**TASK OBJECTIVE**
Only the lines from the one containing "template::html_shell(&stem, &html)" through the last line below should be written out, exactly and with both ends kept.

Items from a dataset
--------------------------------

impl Site {
    /// Site with command renderers from the config and the static bundler.
    pub fn new(config: SiteConfig, mode: Mode) -> Self {
        let registry = RendererRegistry::from_config(&config);
        let bundler = Arc::new(StaticBundler::new(&config, mode));
        let serve = config.serve.clone();
        Self::with_parts(config, mode, registry, bundler)
            .with_server_starter(Box::new(move |chain| start_dev_server(&serve, chain)))
    }

    pub fn with_parts(
        config: SiteConfig,
        mode: Mode,
        registry: RendererRegistry,
        bundler: Arc<dyn Bundler>,
    ) -> Self {
        let registry = Arc::new(registry);
        let store = Arc::new(ComponentAttrStore::new());
        let extensions = reconcile(&registry, &config.build);
        let ignore = IgnoreMatcher::new(&extensions.ignores);
        let transformer = Arc::new(HtmlTransformer::new(
            Arc::clone(&store),
            Arc::clone(&registry),
            Arc::clone(&bundler),
            config.build.output.clone(),
        ));

        Self {
            config,
            mode,
            registry,
            store,
            bundler,
            transformer,
            url_map: Arc::new(UrlTransformMap::new()),
            extensions,
            ignore,
            dev_server: CreateOnce::new(),
            start_server: Box::new(|_| Err(anyhow!("no dev server configured"))),
        }
    }

    pub fn with_server_starter(mut self, start_server: ServerStarter) -> Self {
        self.start_server = start_server;
        self
    }

    pub const fn config(&self) -> &SiteConfig {
        &self.config
    }

    pub const fn mode(&self) -> Mode {
        self.mode
    }

    /// Block until the dev server thread exits, if one is running.
    pub fn wait_for_server(&self) {
        if let Some(thread) = self.dev_server.with(DevSession::take_thread).flatten() {
            thread.join().ok();
        }
    }

    fn render_context(&self) -> RenderContext<'_> {
        RenderContext {
            registry: &self.registry,
            store: &self.store,
            bundler: self.bundler.as_ref(),
            aliases: &self.config.aliases,
        }
    }

    /// The dev chain: URL map first, then the bundler's fallback.
    pub fn middleware_chain(&self) -> MiddlewareChain {
        let mut layers: Vec<Arc<dyn Middleware>> = vec![Arc::new(UrlMapMiddleware::new(
            Arc::clone(&self.url_map),
            Arc::clone(&self.transformer),
            &self.config.build.path_prefix,
        ))];
        layers.extend(self.bundler.middleware());
        MiddlewareChain::new(layers)
    }

    // ========================================================================
    // Build hooks
    // ========================================================================

    pub fn on_before_build(&self) {
        self.store.clear();
        if self.mode == Mode::Development {
            self.url_map.begin_build();
        }
    }

    pub fn on_after_build(&self) -> Result<()> {
        if self.mode == Mode::Development {
            let pruned = self.url_map.prune();
            if pruned > 0 {
                log!("serve"; "dropped {pruned} stale pages, {} remain", self.url_map.len());
            }
            self.dev_server
                .get_or_try_init(|| (self.start_server)(self.middleware_chain()))?;
        }
        Ok(())
    }

    /// Per-output-file hook.
    ///
    /// Development records the raw page under its URL and transforms at
    /// request time; production transforms now. Either way the file is
    /// written unless this is a dry run.
    pub fn write_output(&self, output_path: &Path, html: String) -> Result<()> {
        let content = match self.mode {
            Mode::Development => {
                self.url_map
                    .insert(&self.config.build.output, output_path, html.clone());
                html
            }
            Mode::Production => self
                .transformer
                .transform(&html, output_path)
                .with_context(|| format!("Failed to transform {}", output_path.display()))?,
        };

        if self.config.build.dry_run {
            return Ok(());
        }
        write_file(output_path, content.as_bytes())
    }

    // ========================================================================
    // Build
    // ========================================================================

    /// Run one full build between the before/after hooks.
    ///
    /// Production stops at the first failing page. Development logs failed
    /// pages and finishes the build.
    pub fn build(&self) -> Result<BuildReport> {
        let start = Instant::now();
        self.on_before_build();
        if self.registry.is_empty() {
            log!("warn"; "no [[renderers]] configured, pages render without components");
        }

        let sources = self.collect_sources();
        let (templates, copies): (Vec<_>, Vec<_>) = sources
            .into_iter()
            .partition(|s| s.kind != SourceKind::Passthrough);

        let progress = ProgressBars::new(&[("pages", templates.len()), ("copy", copies.len())]);
        let failed = self.render_all(&templates, progress.as_ref())?;
        let copied = self.copy_all(&copies, progress.as_ref())?;
        if let Some(progress) = &progress {
            progress.finish();
        }
        let modules = self.bundler.emit_assets()?;

        self.on_after_build()?;

        let report = BuildReport {
            pages: templates.len() - failed,
            failed,
            copied,
            modules,
        };
        let components = self.store.len();
        if failed > 0 {
            log!("build"; "{} pages ({components} components) built, {failed} failed in {:.2?}", report.pages, start.elapsed());
        } else {
            log!("build"; "{} pages ({components} components) built in {:.2?}", report.pages, start.elapsed());
        }
        Ok(report)
    }

    fn collect_sources(&self) -> Vec<Source> {
        let build = &self.config.build;
        let input = &build.input;
        let includes = build.includes_dir();
        let output = &build.output;

        let skip_dir = |dir: &Path| {
            dir == output.as_path()
                || dir == includes.as_path()
                || to_slash_relative(dir, input).is_some_and(|rel| self.ignore.matches(&rel))
        };
        let config_path = &self.config.config_path;
        let binder = PageBinder::bind(&self.render_context());

        collect_all_files(input, skip_dir)
            .into_iter()
            .filter(|path| path != config_path)
            .filter_map(|path| {
                let rel = to_slash_relative(&path, input)?;
                if self.ignore.matches(&rel) {
                    return None;
                }
                let kind = self.classify(&path, &rel, &binder)?;
                Some(Source { path, rel, kind })
            })
            .collect()
    }

    fn classify(&self, path: &Path, rel: &str, binder: &PageBinder) -> Option<SourceKind> {
        let build = &self.config.build;
        let in_passthrough = build
            .passthrough
            .iter()
            .any(|dir| path.starts_with(build.input.join(dir)));
        if in_passthrough {
            return Some(SourceKind::Passthrough);
        }

        let ext = Path::new(rel)
            .extension()
            .and_then(|e| e.to_str())
            .unwrap_or_default()
            .to_ascii_lowercase();
        if self.extensions.is_format(&ext) {
            if binder.handles(&ext) {
                return Some(SourceKind::Page);
            }
            return Some(if ext == "md" {
                SourceKind::Markdown
            } else {
                SourceKind::Text
            });
        }

        build.passthrough_all.then_some(SourceKind::Passthrough)
    }

    /// Render every template. Returns the number of failed pages (development).
    fn render_all(&self, sources: &[Source], progress: Option<&ProgressBars>) -> Result<usize> {
        let ctx = self.render_context();
        let shortcodes = ShortcodeSet::bind(&ctx);
        let pages = PageBinder::bind(&ctx);

        let has_error = AtomicBool::new(false);
        let first_error = Mutex::new(None);
        let failed = AtomicUsize::new(0);

        let result = sources.par_iter().try_for_each(|source| {
            if has_error.load(Ordering::Relaxed) {
                return Err(anyhow!("Aborted"));
            }

            let result = self
                .render_source(&ctx, &shortcodes, &pages, source)
                .and_then(|(output_path, html)| self.write_output(&output_path, html));
            if let Some(progress) = progress {
                progress.inc_by_name("pages");
            }

            match result {
                Ok(()) => Ok(()),
                Err(e) if self.mode == Mode::Development => {
                    failed.fetch_add(1, Ordering::Relaxed);
                    log!("error"; "{}: {:#}", source.rel, e);
                    Ok(())
                }
                Err(e) => {
                    if !has_error.swap(true, Ordering::Relaxed) {
                        log!("error"; "{}: {:#}", source.rel, e);
                        *first_error.lock() = Some(e.context(format!("Failed to build {}", source.rel)));
                    }
                    Err(anyhow!("Build failed"))
                }
            }
        });

        if let Err(e) = result {
            return Err(first_error.into_inner().unwrap_or(e));
        }
        Ok(failed.into_inner())
    }

    /// Produce the output path and page markup for one template.
    fn render_source(
        &self,
        ctx: &RenderContext<'_>,
        shortcodes: &ShortcodeSet,
        pages: &PageBinder,
        source: &Source,
    ) -> Result<(PathBuf, String)> {
        let minter = IdMinter::new(&source.rel);
        let stem = Path::new(&source.rel)
            .file_stem()
            .map(|s| s.to_string_lossy().into_owned())
            .unwrap_or_default();

        if source.kind == SourceKind::Page {
            let out_rel = template::output_rel(&source.rel, None);
            let url = template::url_for(&out_rel);
            let data = json!({ "url": url, "inputPath": source.rel, "outputPath": out_rel });
            let html = pages.render(ctx, &source.path, &url, &data, &minter)?;
            let html = if template::is_document(&html) {
                html
            } else {
                template::html_shell(&stem, &html)
            };
            return Ok((self.config.build.output.join(out_rel), html));
        }

        let text = fs::read_to_string(&source.path)
            .with_context(|| format!("Failed to read {}", source.path.display()))?;
        let doc = template::parse_document(&text)?;
        let out_rel = template::output_rel(&source.rel, doc.permalink());
        let title = doc.title().unwrap_or(&stem).to_owned();

        let content = if source.kind == SourceKind::Markdown {
            let (body, fragments) = shortcodes.expand_deferred(ctx, doc.body, &source.path, &minter)?;
            restore_fragments(&template::render_markdown(&body)?, &fragments)
        } else {
            shortcodes.expand(ctx, doc.body, &source.path, &minter)?
        };

        let html = self.wrap(&doc, source.kind, &content, &title)?;
        Ok((self.config.build.output.join(out_rel), html))
    }

    /// Apply the page's layout, or the minimal shell for markdown.
    fn wrap(&self, doc: &Document<'_>, kind: SourceKind, content: &str, title: &str) -> Result<String> {
        match doc.layout() {
            Some(layout) => {
                template::apply_layout(&self.config.build.includes_dir(), layout, content, title)
            }
            None if kind == SourceKind::Markdown => Ok(template::html_shell(title, content)),
            None => Ok(content.to_owned()),
        }
    }

    fn copy_all(&self, sources: &[Source], progress: Option<&ProgressBars>) -> Result<usize> {
        let build = &self.config.build;
        let copied = AtomicUsize::new(0);

        sources.par_iter().try_for_each(|source| {
            let dst = build.output.join(&source.rel);
            let skip = build.dry_run || (build.incremental && is_up_to_date(&source.path, &dst));
            if !skip {
                copy_file(&source.path, &dst)?;
                copied.fetch_add(1, Ordering::Relaxed);
            }
            if let Some(progress) = progress {
                progress.inc_by_name("copy");
            }
            Ok::<_, anyhow::Error>(())
        })?;

        Ok(copied.into_inner())
    }
}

--------------------------------

**SOLUTION FOR THIS TASK**
                template::html_shell(&stem, &html)
            };
            return Ok((self.config.build.output.join(out_rel), html));
        }

        let text = fs::read_to_string(&source.path)
            .with_context(|| format!("Failed to read {}", source.path.display()))?;
        let doc = template::parse_document(&text)?;
        let out_rel = template::output_rel(&source.rel, doc.permalink());
        let title = doc.title().unwrap_or(&stem).to_owned();

        let content = if source.kind == SourceKind::Markdown {
            let (body, fragments) = shortcodes.expand_deferred(ctx, doc.body, &source.path, &minter)?;
            restore_fragments(&template::render_markdown(&body)?, &fragments)
        } else {
            shortcodes.expand(ctx, doc.body, &source.path, &minter)?
        };

        let html = self.wrap(&doc, source.kind, &content, &title)?;
        Ok((self.config.build.output.join(out_rel), html))
    }

    /// Apply the page's layout, or the minimal shell for markdown.
    fn wrap(&self, doc: &Document<'_>, kind: SourceKind, content: &str, title: &str) -> Result<String> {
        match doc.layout() {
            Some(layout) => {
                template::apply_layout(&self.config.build.includes_dir(), layout, content, title)
            }
            None if kind == SourceKind::Markdown => Ok(template::html_shell(title, content)),
            None => Ok(content.to_owned()),
        }
    }

    fn copy_all(&self, sources: &[Source], progress: Option<&ProgressBars>) -> Result<usize> {
        let build = &self.config.build;
        let copied = AtomicUsize::new(0);

        sources.par_iter().try_for_each(|source| {
            let dst = build.output.join(&source.rel);
            let skip = build.dry_run || (build.incremental && is_up_to_date(&source.path, &dst));
            if !skip {
                copy_file(&source.path, &dst)?;
                copied.fetch_add(1, Ordering::Relaxed);
            }
            if let Some(progress) = progress {
                progress.inc_by_name("copy");
            }
            Ok::<_, anyhow::Error>(())
        })?;

        Ok(copied.into_inner())
    }
}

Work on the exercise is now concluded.